On 11 January 2019, Faroe announced the vesting of management and employee share options and awards under the Faroe Share Schemes which increased the ordinary issued share capital of Faroe to 395,942,468 Faroe Shares from 372,889,693 Faroe Shares in issue (an increase of 6.18 percent). Accordingly, DNO has calculated its ownership of Faroe Shares, and acceptances of its Final Offer, as set out in this announcement, based upon the increased share capital, which is now fully diluted.

On 11 January 2019, Faroe also announced that the three Executive Directors have given three months' notice of termination of their employment with the Company. In addition, the Executive Directors stated their intention to resign from all directorships and other offices which they hold with Faroe and all of its subsidiaries as soon as is practicable, with the intention of remaining as directors until such time as replacements are appointed, to ensure an orderly transition, but in any event at the latest by the end of their three month notice periods.

Faroe Shareholders who have not yet accepted the Final Offer are encouraged to do so and will receive the consideration for their Faroe Shares within 14 days of receipt of the acceptance.

The revised offer document and form of acceptance relating to the Final Offer (the "Final Offer Document" and "Final Form of Acceptance", respectively) were published on 8 January 2019 and are available on DNO's website at https://www.dno.no/en/investor-relations/offer_announcement_26November.

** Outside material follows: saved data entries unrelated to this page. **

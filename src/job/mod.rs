//! Jobs: identifiers, status snapshots and the per-job handle.
//!
//! A [`JobHandle`] reconciles two views of the same job:
//! - pull: [`JobHandle::info`] fetches a normalized [`JobInfo`]
//! - push: session events routed to the job by its `JobEventRouter`
//!
//! [`JobHandle::wait`] races both and settles exactly once.

mod handle;
mod id;
mod info;
mod router;

pub use handle::{JobCallbacks, JobHandle};
pub use id::JobId;
pub use info::{JobInfo, JobStatus, ResultBindings};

Level of acceptances and interests in relevant securities

As at 5.00 p.m. (London time) on 11 January 2019, DNO had received valid acceptances of the Final Offer in respect of a total of 54,482,764 Faroe Shares representing approximately 13.76 percent of the issued share capital of Faroe. So far as DNO is aware, no acceptances have been received from persons acting in concert with DNO.

DNO owns 200,550,523 Faroe Shares (representing 50.65 percent of Faroe's issued share capital), which have settled.

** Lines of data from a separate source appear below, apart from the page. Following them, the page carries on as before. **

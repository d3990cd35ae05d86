//! Service and task discovery, and job submission.

mod service;
mod task;

pub use service::{ServiceHandle, ServiceInfo, TaskEntry};
pub use task::{
    JobOptions, ParameterDirection, SubmitOptions, TaskHandle, TaskInfo, TaskParameter,
};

Accordingly, the total number of Faroe Shares which DNO may today count towards the satisfaction of the acceptance condition set out in Part A of Appendix 1 of the Final Offer Document (the "Condition") is 255,033,287 Faroe Shares (representing approximately 64.41 percent of the issued share capital of Faroe).

The Final Offer has therefore become unconditional in all respects.

In addition, DNO owns 38,636,331 Faroe Shares (representing 9.76 percent of Faroe's issued share capital) which remain subject to settlement (expected to occur on or before 15 January 2019).

Accordingly, DNO has now acquired or agreed to acquire (through acceptances or pending settlement) 293,669,618 Faroe Shares, in aggregate representing approximately 74.17 percent of the ordinary issued share capital of Faroe.

Save as disclosed above, as at 5.00 p.m. (London time) on 11 January 2019, neither DNO nor, so far as DNO is aware, any person acting in concert with DNO had:

· any interest in, or right to subscribe in respect of, or any short position in relation to Faroe relevant securities, including any short position under a derivative, any agreement to sell or any delivery obligation or right to require another person to purchase or take delivery of Faroe relevant securities; or

· borrowed or lent any Faroe relevant securities (including any financial collateral arrangements), save for any borrowed shares which have been either on-lent or sold.

Furthermore, no dealing arrangement (of the kind referred to in Note 11 of the definition of "acting in concert" in the Code) exists between DNO (or, so far as DNO is aware, any person acting in concert with it) and Faroe in relation to Faroe Shares. For these purposes, a dealing arrangement includes any indemnity or option arrangement, any agreement or understanding, formal or informal, of whatever nature, relating to Faroe Shares which may be an inducement to deal or refrain from dealing in such securities.

The references to the issued share capital of Faroe above are based on a figure of 395,942,468 Faroe Shares in issue on 11 January 2019. Of this figure, 23,052,775 Faroe Shares were reported by Faroe to have been issued on 11 January 2019 and are subject to an application for admission to trading on AIM.

Extension of the Final Offer

The Final Offer will remain open for acceptance until further notice. At least 14 days' notice will be given before the Offer is closed.

Faroe Shareholders who have not already accepted the Final Offer are encouraged to do so without delay in accordance with the following procedures:

· acceptances of the Final Offer in respect of certificated Faroe Shares should be made by completing either the first form of acceptance which accompanied the First Offer Document (the "First Form of Acceptance") or the Final Form of Acceptance as soon as possible;

· acceptances of the Final Offer in respect of uncertificated shares should be made electronically through CREST (an "Electronic Acceptance"). You are reminded that, if you are a CREST sponsored member, you should contact your CREST sponsor before taking any action.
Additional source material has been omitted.